• **The data**:
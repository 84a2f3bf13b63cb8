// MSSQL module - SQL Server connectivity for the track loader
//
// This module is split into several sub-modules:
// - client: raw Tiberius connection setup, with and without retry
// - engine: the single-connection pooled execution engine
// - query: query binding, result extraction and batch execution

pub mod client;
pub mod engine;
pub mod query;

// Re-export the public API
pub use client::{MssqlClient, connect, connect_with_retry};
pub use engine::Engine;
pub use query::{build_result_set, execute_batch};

==

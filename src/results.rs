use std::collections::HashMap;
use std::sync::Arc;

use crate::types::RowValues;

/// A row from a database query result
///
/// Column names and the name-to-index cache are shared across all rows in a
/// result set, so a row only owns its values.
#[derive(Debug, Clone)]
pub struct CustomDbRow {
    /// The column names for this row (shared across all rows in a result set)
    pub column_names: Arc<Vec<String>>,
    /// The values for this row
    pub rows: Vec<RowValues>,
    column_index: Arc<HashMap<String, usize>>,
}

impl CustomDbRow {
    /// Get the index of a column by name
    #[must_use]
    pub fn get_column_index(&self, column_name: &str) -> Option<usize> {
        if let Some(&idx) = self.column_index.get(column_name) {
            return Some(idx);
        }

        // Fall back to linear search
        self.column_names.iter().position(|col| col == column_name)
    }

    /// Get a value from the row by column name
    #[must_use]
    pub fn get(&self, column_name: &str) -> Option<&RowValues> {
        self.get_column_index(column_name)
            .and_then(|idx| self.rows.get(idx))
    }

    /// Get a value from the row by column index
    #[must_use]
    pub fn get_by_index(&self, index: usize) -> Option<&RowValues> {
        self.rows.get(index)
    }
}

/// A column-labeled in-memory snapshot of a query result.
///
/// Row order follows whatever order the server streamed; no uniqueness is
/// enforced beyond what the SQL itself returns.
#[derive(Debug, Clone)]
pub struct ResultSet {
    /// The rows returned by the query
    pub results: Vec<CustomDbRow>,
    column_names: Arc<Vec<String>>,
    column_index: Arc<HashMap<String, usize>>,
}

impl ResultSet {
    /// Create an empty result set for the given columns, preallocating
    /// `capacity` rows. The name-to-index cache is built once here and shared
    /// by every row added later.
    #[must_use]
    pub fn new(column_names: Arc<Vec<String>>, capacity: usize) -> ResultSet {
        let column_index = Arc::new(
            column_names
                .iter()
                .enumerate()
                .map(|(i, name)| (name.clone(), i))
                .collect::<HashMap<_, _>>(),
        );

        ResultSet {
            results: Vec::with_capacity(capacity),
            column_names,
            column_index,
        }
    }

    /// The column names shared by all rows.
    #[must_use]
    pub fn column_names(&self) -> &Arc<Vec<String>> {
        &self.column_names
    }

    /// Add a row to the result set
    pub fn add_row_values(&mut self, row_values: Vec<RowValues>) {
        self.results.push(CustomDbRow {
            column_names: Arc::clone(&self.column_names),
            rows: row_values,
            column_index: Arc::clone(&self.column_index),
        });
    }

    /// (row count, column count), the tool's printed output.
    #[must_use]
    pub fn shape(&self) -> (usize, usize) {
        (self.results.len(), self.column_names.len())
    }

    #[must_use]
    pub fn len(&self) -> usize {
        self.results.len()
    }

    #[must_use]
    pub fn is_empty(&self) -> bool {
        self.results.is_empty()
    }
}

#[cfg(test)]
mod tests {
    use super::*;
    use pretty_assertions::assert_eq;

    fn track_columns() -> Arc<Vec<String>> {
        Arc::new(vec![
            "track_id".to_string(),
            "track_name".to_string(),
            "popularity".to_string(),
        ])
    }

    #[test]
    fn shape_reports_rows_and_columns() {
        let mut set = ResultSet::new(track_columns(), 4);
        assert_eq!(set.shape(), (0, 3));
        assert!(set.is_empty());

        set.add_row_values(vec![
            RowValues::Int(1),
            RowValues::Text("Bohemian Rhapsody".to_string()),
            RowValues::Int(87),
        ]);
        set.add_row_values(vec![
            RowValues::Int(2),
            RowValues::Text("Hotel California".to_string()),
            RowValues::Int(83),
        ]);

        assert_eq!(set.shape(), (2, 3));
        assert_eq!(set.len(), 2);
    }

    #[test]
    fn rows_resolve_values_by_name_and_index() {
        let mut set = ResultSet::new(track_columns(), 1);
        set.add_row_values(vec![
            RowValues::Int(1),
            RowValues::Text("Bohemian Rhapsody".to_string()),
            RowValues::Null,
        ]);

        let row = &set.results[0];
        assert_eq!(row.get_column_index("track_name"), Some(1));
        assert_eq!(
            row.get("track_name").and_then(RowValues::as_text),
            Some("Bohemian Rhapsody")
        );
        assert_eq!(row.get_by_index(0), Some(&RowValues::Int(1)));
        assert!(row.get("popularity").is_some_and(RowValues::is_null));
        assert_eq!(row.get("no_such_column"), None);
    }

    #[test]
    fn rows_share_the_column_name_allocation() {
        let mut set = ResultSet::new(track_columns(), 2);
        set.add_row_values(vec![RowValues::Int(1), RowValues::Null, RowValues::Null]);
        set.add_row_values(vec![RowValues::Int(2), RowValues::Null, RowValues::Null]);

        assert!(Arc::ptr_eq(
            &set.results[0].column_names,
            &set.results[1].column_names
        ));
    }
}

• **Task objective**: Read through the listing and copy each line in which the word "cache" occurs.

• **Output of the exercise**:
/// Column names and the name-to-index cache are shared across all rows in a
    /// `capacity` rows. The name-to-index cache is built once here and shared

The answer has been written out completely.